***** Extracted material *****
use std::fs;
use std::net::SocketAddr;
use std::path::Path;
use std::time::Duration;

use anyhow::Context;
use anyhow::Result;
use serde::Deserialize;
use tracing::info;

/// UDP 监听端口为该值时，TCP 监听改用 `STREAM_SENTINEL_REMAP` / When the UDP port equals this
/// value, the TCP listener moves to `STREAM_SENTINEL_REMAP`.
pub const STREAM_SENTINEL_PORT: u16 = 9000;
pub const STREAM_SENTINEL_REMAP: u16 = 9001;

#[derive(Debug, Clone, Deserialize, PartialEq, Eq)]
pub struct DnsConfig {
    /// UDP 监听地址（必填）。
    pub listen: String,
    /// TCP 监听地址；缺省时按 `stream_listen_addr` 的规则推导。
    #[serde(default)]
    pub listen_tcp: Option<String>,
    /// DoT 上游，按顺序尝试。
    #[serde(default)]
    pub upstreams: Vec<String>,
    /// TLS 封装的 wire-format 上游，DoT 全部失败后按顺序尝试。
    #[serde(default)]
    pub doh_upstreams: Vec<String>,
    /// 单次上游尝试超时（毫秒）。
    #[serde(default = "default_timeout_ms")]
    pub timeout_ms: u64,
    /// 缓存最大条目数。
    #[serde(default = "default_cache_size")]
    pub cache_size: usize,
    /// 无 Answer 时的缓存 TTL（秒），同时也是 TTL 上限。
    #[serde(default = "default_cache_ttl")]
    pub cache_ttl: u64,
    #[serde(default)]
    pub enable_filtering: bool,
    #[serde(default)]
    pub blocklist: Vec<String>,
    #[serde(default)]
    pub allowlist: Vec<String>,
    /// trace/debug/info/warn/error
    #[serde(default = "default_log_level")]
    pub log_level: String,
}

impl DnsConfig {
    pub fn upstream_timeout(&self) -> Duration {
        Duration::from_millis(self.timeout_ms)
    }

    pub fn default_ttl(&self) -> Duration {
        Duration::from_secs(self.cache_ttl)
    }

    pub fn datagram_listen_addr(&self) -> Result<SocketAddr> {
        self.listen
            .parse()
            .with_context(|| format!("parse listen addr: {}", self.listen))
    }

    /// Address of the stream (TCP) listener.
    ///
    /// An explicit `listen_tcp` always wins. Otherwise TCP shares the UDP
    /// address, except that UDP port 9000 is paired with TCP port 9001.
    pub fn stream_listen_addr(&self) -> Result<SocketAddr> {
        if let Some(addr) = self.listen_tcp.as_deref() {
            return addr
                .parse()
                .with_context(|| format!("parse listen_tcp addr: {}", addr));
        }
        let mut addr = self.datagram_listen_addr()?;
        if addr.port() == STREAM_SENTINEL_PORT {
            addr.set_port(STREAM_SENTINEL_REMAP);
        }
        Ok(addr)
    }

    pub fn validate(&self) -> Result<()> {
        if self.listen.trim().is_empty() {
            anyhow::bail!("listen is required");
        }
        self.datagram_listen_addr()?;
        self.stream_listen_addr()?;
        if self.upstreams.is_empty() && self.doh_upstreams.is_empty() {
            anyhow::bail!("at least one upstream is required");
        }
        if self.cache_size == 0 {
            anyhow::bail!("cache_size must be at least 1");
        }
        if self.timeout_ms == 0 {
            anyhow::bail!("timeout_ms must be at least 1");
        }
        Ok(())
    }

    /// 除过滤名单外的字段是否相同（热加载只应用名单）。
    pub fn same_except_lists(&self, other: &DnsConfig) -> bool {
        let strip = |c: &DnsConfig| DnsConfig {
            blocklist: Vec::new(),
            allowlist: Vec::new(),
            ..c.clone()
        };
        strip(self) == strip(other)
    }
}

/// 读取并校验配置；不记录日志，调用方在日志初始化后调用 `log_loaded`。
pub fn load_config(path: &Path) -> Result<DnsConfig> {
    let raw = fs::read_to_string(path)
        .with_context(|| format!("read config file: {}", path.display()))?;
    let cfg: DnsConfig = serde_json::from_str(&raw)
        .with_context(|| format!("parse config file: {}", path.display()))?;
    cfg.validate()
        .with_context(|| format!("invalid config: {}", path.display()))?;
    Ok(cfg)
}

impl DnsConfig {
    pub fn log_loaded(&self, path: &Path) {
        info!(
            target = "config",
            path = %path.display(),
            listen = %self.listen,
            upstreams = self.upstreams.len(),
            doh_upstreams = self.doh_upstreams.len(),
            blocklist = self.blocklist.len(),
            allowlist = self.allowlist.len(),
            "config loaded"
        );
    }
}

fn default_timeout_ms() -> u64 {
    5000
}

fn default_cache_size() -> usize {
    10_000
}

fn default_cache_ttl() -> u64 {
    3600
}

fn default_log_level() -> String {
    "info".to_string()
}

#[cfg(test)]
mod tests {
    use super::*;
    use serde_json::json;

    fn parse(raw: serde_json::Value) -> DnsConfig {
        serde_json::from_value(raw).expect("parse config")
    }

    #[test]
    fn optional_fields_take_defaults() {
        let cfg = parse(json!({
            "listen": "127.0.0.1:5300",
            "upstreams": ["1.1.1.1:853"]
        }));
        assert_eq!(cfg.timeout_ms, 5000);
        assert_eq!(cfg.cache_size, 10_000);
        assert_eq!(cfg.cache_ttl, 3600);
        assert!(!cfg.enable_filtering);
        assert!(cfg.doh_upstreams.is_empty());
        assert_eq!(cfg.log_level, "info");
        assert!(cfg.validate().is_ok());
    }

    #[test]
    fn stream_addr_follows_sentinel_rule() {
        let cfg = parse(json!({ "listen": "0.0.0.0:9000", "upstreams": ["1.1.1.1:853"] }));
        assert_eq!(cfg.stream_listen_addr().unwrap().port(), 9001);

        let cfg = parse(json!({ "listen": "0.0.0.0:5300", "upstreams": ["1.1.1.1:853"] }));
        assert_eq!(cfg.stream_listen_addr().unwrap().port(), 5300);

        let cfg = parse(json!({
            "listen": "0.0.0.0:9000",
            "listen_tcp": "127.0.0.1:5353",
            "upstreams": ["1.1.1.1:853"]
        }));
        assert_eq!(
            cfg.stream_listen_addr().unwrap(),
            "127.0.0.1:5353".parse::<SocketAddr>().unwrap()
        );
    }

    #[test]
    fn validate_rejects_missing_upstreams_and_bad_listen() {
        let cfg = parse(json!({ "listen": "0.0.0.0:5300" }));
        assert!(cfg.validate().is_err());

        let cfg = parse(json!({ "listen": "not-an-addr", "upstreams": ["1.1.1.1:853"] }));
        assert!(cfg.validate().is_err());

        let cfg = parse(json!({ "listen": "0.0.0.0:5300", "doh_upstreams": ["dns.google"], "cache_size": 0 }));
        assert!(cfg.validate().is_err());
    }

    #[test]
    fn list_only_changes_are_detected() {
        let a = parse(json!({ "listen": "0.0.0.0:5300", "upstreams": ["1.1.1.1:853"] }));
        let mut b = a.clone();
        b.blocklist.push("ads.example.com".into());
        assert!(a.same_except_lists(&b));
        b.timeout_ms = 10;
        assert!(!a.same_except_lists(&b));
    }

    #[test]
    fn bundled_sample_config_loads() {
        let path = Path::new(env!("CARGO_MANIFEST_DIR")).join("config/privdns.json");
        let cfg = load_config(&path).expect("sample config");
        assert!(cfg.enable_filtering);
        assert_eq!(cfg.stream_listen_addr().unwrap().port(), STREAM_SENTINEL_REMAP);
    }

    #[derive(Clone, Default)]
    struct Captured(std::sync::Arc<std::sync::Mutex<Vec<u8>>>);

    impl std::io::Write for Captured {
        fn write(&mut self, buf: &[u8]) -> std::io::Result<usize> {
            self.0.lock().unwrap().extend_from_slice(buf);
            Ok(buf.len())
        }

        fn flush(&mut self) -> std::io::Result<()> {
            Ok(())
        }
    }

    #[test]
    fn summary_is_logged_only_when_asked() {
        let sink = Captured::default();
        let writer = sink.clone();
        let subscriber = tracing_subscriber::fmt()
            .with_writer(move || writer.clone())
            .with_ansi(false)
            .finish();
        let path = Path::new(env!("CARGO_MANIFEST_DIR")).join("config/privdns.json");

        tracing::subscriber::with_default(subscriber, || {
            let cfg = load_config(&path).expect("sample config");
            assert!(sink.0.lock().unwrap().is_empty());
            cfg.log_loaded(&path);
        });

        let out = String::from_utf8(sink.0.lock().unwrap().clone()).unwrap();
        assert!(out.contains("config loaded"));
        assert!(out.contains("blocklist=2"));
    }
}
*****
● Work required:
All lines above that include the word "usize" must be copied into the answer.

● Solution to the exercise:
    pub cache_size: usize,
fn default_cache_size() -> usize {
        fn write(&mut self, buf: &[u8]) -> std::io::Result<usize> {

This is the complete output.